To know if you have the right equipment (used saddles for sale, here !), you have to wonder if your saddle fits your rider/horse combination.
A saddle adapted to the horse
First, a good saddle must be symmetrical. Then here's a list to check if the saddle is suited to the horse. It is of course not exhaustive :
- With a pencil, check the center of gravity of the saddle on the horse's back: rolling, the pen must be at middle seat.

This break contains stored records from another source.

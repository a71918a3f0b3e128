//! Tab- and comma-separated renderers.

use std::io::{self, Write};

use filestat_core::{FileRecord, COLUMNS};

use crate::RecordFormatter;

/// Renders one CRLF-terminated line per record, fields joined by a single
/// delimiter character. The header line carries the 22 column names. The
/// two path fields (File Name, Full Path) are double-quoted; everything
/// else is written bare. No footer.
pub struct DelimitedFormatter {
    sep: char,
}

impl DelimitedFormatter {
    /// Tab-separated variant.
    pub fn tab() -> Self {
        Self { sep: '\t' }
    }

    /// Comma-separated variant.
    pub fn csv() -> Self {
        Self { sep: ',' }
    }
}

impl RecordFormatter for DelimitedFormatter {
    fn header(&self, out: &mut dyn Write) -> io::Result<()> {
        for (i, name) in COLUMNS.iter().enumerate() {
            if i > 0 {
                write!(out, "{}", self.sep)?;
            }
            write!(out, "{name}")?;
        }
        write!(out, "\r\n")
    }

    fn record(&self, out: &mut dyn Write, record: &FileRecord) -> io::Result<()> {
        for (i, value) in record.schema_values().iter().enumerate() {
            if i > 0 {
                write!(out, "{}", self.sep)?;
            }
            if i < 2 {
                write!(out, "\"{value}\"")?;
            } else {
                write!(out, "{value}")?;
            }
        }
        write!(out, "\r\n")
    }

    fn footer(&self, _out: &mut dyn Write) -> io::Result<()> {
        Ok(())
    }
}
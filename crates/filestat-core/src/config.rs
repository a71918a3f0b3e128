//! Report configuration types.

use std::str::FromStr;

use derive_builder::Builder;
use serde::{Deserialize, Serialize};

use crate::error::UnknownFormat;

/// The output representation for a report.
///
/// `Raw` and `Txt` render identically; both names are accepted on the
/// command line.
#[derive(Debug, Clone, Copy, PartialEq, Eq, Default, Serialize, Deserialize)]
#[serde(rename_all = "lowercase")]
pub enum OutputFormat {
    Raw,
    #[default]
    Txt,
    Tab,
    Csv,
    Htm,
    Xml,
}

impl FromStr for OutputFormat {
    type Err = UnknownFormat;

    fn from_str(s: &str) -> Result<Self, Self::Err> {
        match s.to_ascii_lowercase().as_str() {
            "raw" => Ok(OutputFormat::Raw),
            "txt" => Ok(OutputFormat::Txt),
            "tab" => Ok(OutputFormat::Tab),
            "csv" => Ok(OutputFormat::Csv),
            "htm" => Ok(OutputFormat::Htm),
            "xml" => Ok(OutputFormat::Xml),
            other => Err(UnknownFormat(other.to_string())),
        }
    }
}

impl std::fmt::Display for OutputFormat {
    fn fmt(&self, f: &mut std::fmt::Formatter<'_>) -> std::fmt::Result {
        let name = match self {
            OutputFormat::Raw => "raw",
            OutputFormat::Txt => "txt",
            OutputFormat::Tab => "tab",
            OutputFormat::Csv => "csv",
            OutputFormat::Htm => "htm",
            OutputFormat::Xml => "xml",
        };
        f.write_str(name)
    }
}

/// Configuration for one report run.
#[derive(Debug, Clone, Builder, Serialize, Deserialize)]
#[builder(setter(into))]
pub struct ReportConfig {
    /// Recursively traverse directory arguments.
    #[builder(default = "false")]
    #[serde(default)]
    pub recursive: bool,

    /// Output representation.
    #[builder(default)]
    #[serde(default)]
    pub format: OutputFormat,

    /// Program name used in diagnostic messages.
    #[builder(default = "\"filestat\".to_string()")]
    #[serde(default = "default_program")]
    pub program: String,
}

fn default_program() -> String {
    "filestat".to_string()
}

impl ReportConfig {
    /// Create a new config builder.
    pub fn builder() -> ReportConfigBuilder {
        ReportConfigBuilder::default()
    }
}

impl Default for ReportConfig {
    fn default() -> Self {
        Self {
            recursive: false,
            format: OutputFormat::default(),
            program: default_program(),
        }
    }
}
//! Depth-first path enumeration.

use std::fs;
use std::path::{Path, PathBuf};

/// Lazy depth-first, pre-order walk over one root path.
///
/// A non-directory root yields exactly itself. A directory root yields
/// itself, then (only when `recursive` is set) each child entry in the
/// order the directory listing returns them, recursively. The walk uses an
/// explicit work stack, so depth is bounded by memory rather than the call
/// stack.
///
/// Whether a path counts as a directory is decided from metadata obtained
/// by following symlinks, the same resolution the extractor uses; a symlink
/// to a directory is therefore traversed as a directory.
pub struct Walk {
    stack: Vec<PathBuf>,
    recursive: bool,
}

impl Walk {
    /// Start a walk at `root`.
    pub fn new(root: impl Into<PathBuf>, recursive: bool) -> Self {
        Self {
            stack: vec![root.into()],
            recursive,
        }
    }
}

impl Iterator for Walk {
    type Item = PathBuf;

    fn next(&mut self) -> Option<PathBuf> {
        let path = self.stack.pop()?;
        if self.recursive && is_dir_following(&path) {
            self.push_children(&path);
        }
        Some(path)
    }
}

impl Walk {
    /// Queue the children of `dir` so the first listed entry pops next.
    ///
    /// A listing failure is non-fatal: the subtree is skipped and the walk
    /// continues with whatever is already queued.
    fn push_children(&mut self, dir: &Path) {
        let entries = match fs::read_dir(dir) {
            Ok(entries) => entries,
            Err(err) => {
                tracing::warn!(path = %dir.display(), error = %err, "cannot list directory");
                return;
            }
        };

        let mut children = Vec::new();
        for entry in entries {
            match entry {
                Ok(entry) => children.push(entry.path()),
                Err(err) => {
                    tracing::warn!(path = %dir.display(), error = %err, "cannot read directory entry");
                }
            }
        }
        children.reverse();
        self.stack.extend(children);
    }
}

/// Directory check that follows symlinks, false on lookup failure.
fn is_dir_following(path: &Path) -> bool {
    fs::metadata(path).map(|m| m.is_dir()).unwrap_or(false)
}

#[cfg(test)]
mod tests {
    use super::*;
    use tempfile::TempDir;

    fn create_test_tree() -> TempDir {
        let temp = TempDir::new().unwrap();
        let root = temp.path();

        fs::write(root.join("a.txt"), "hello").unwrap();
        fs::create_dir(root.join("sub")).unwrap();
        fs::write(root.join("sub/b.txt"), "world").unwrap();

        temp
    }

    #[test]
    fn test_file_root_yields_itself() {
        let temp = create_test_tree();
        let file = temp.path().join("a.txt");

        let paths: Vec<_> = Walk::new(&file, true).collect();
        assert_eq!(paths, vec![file]);
    }

    #[test]
    fn test_directory_without_recursion_yields_one_path() {
        let temp = create_test_tree();

        let paths: Vec<_> = Walk::new(temp.path(), false).collect();
        assert_eq!(paths, vec![temp.path().to_path_buf()]);
    }

    #[test]
    fn test_recursive_walk_is_preorder() {
        let temp = create_test_tree();

        let paths: Vec<_> = Walk::new(temp.path(), true).collect();
        // root, a.txt, sub, sub/b.txt in some listing order, root first.
        assert_eq!(paths.len(), 4);
        assert_eq!(paths[0], temp.path());

        let sub = temp.path().join("sub");
        let sub_pos = paths.iter().position(|p| *p == sub).unwrap();
        let b_pos = paths
            .iter()
            .position(|p| *p == sub.join("b.txt"))
            .unwrap();
        // A directory comes immediately before its descendants.
        assert_eq!(b_pos, sub_pos + 1);
    }

    #[test]
    fn test_missing_root_still_yields_path() {
        // The walker does not stat-check the root; the extractor reports it.
        let temp = TempDir::new().unwrap();
        let ghost = temp.path().join("ghost");

        let paths: Vec<_> = Walk::new(&ghost, true).collect();
        assert_eq!(paths, vec![ghost]);
    }

    #[test]
    fn test_symlinked_directory_is_traversed() {
        #[cfg(unix)]
        {
            let temp = create_test_tree();
            let link = temp.path().join("link");
            std::os::unix::fs::symlink(temp.path().join("sub"), &link).unwrap();

            let paths: Vec<_> = Walk::new(&link, true).collect();
            assert_eq!(paths[0], link);
            assert_eq!(paths.len(), 2);
            assert!(paths[1].ends_with("b.txt"));
        }
    }
}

Basically, if your pencil is ahead or behind the saddle, it's not good.
- The pommel and cantle are supposed to be at the same height when viewed in profile, otherwise it is a sign that the saddle is too narrow or too wide.
- Placed behind the horse, you must see column all along the saddle, and you should be able to see the light on the other side.
- Withers must be free : once in the saddle, you should be able to pass three fingers above the shoulder and two fingers on the side.
- In the saddle, you have to slide your hand under the seat at the shoulder of the horse, otherwise the arch is too narrow.
- Once strapped the horse, the girth must be vertical to the floor and place one hand behind the bend of the horse.
- Once you finished up your horse, traces of sweat (on the horse's back and on the saddle cloth) must be absolutely symmetrical and uniform, otherwise sign of pressure from the saddle.
- The saddle should not touch the vertebrae, above and on the sides.
- The seat must not rest on the lower back (in the loins).
- The saddle should not touch the shoulders.
- The linings should be wide enough.
A saddle adapted to rider
The better, because the rider can judge its comfort, is to test in saddlery, different seats and sizes or choose the one you feel best (there is one hand behind your butts until cantle).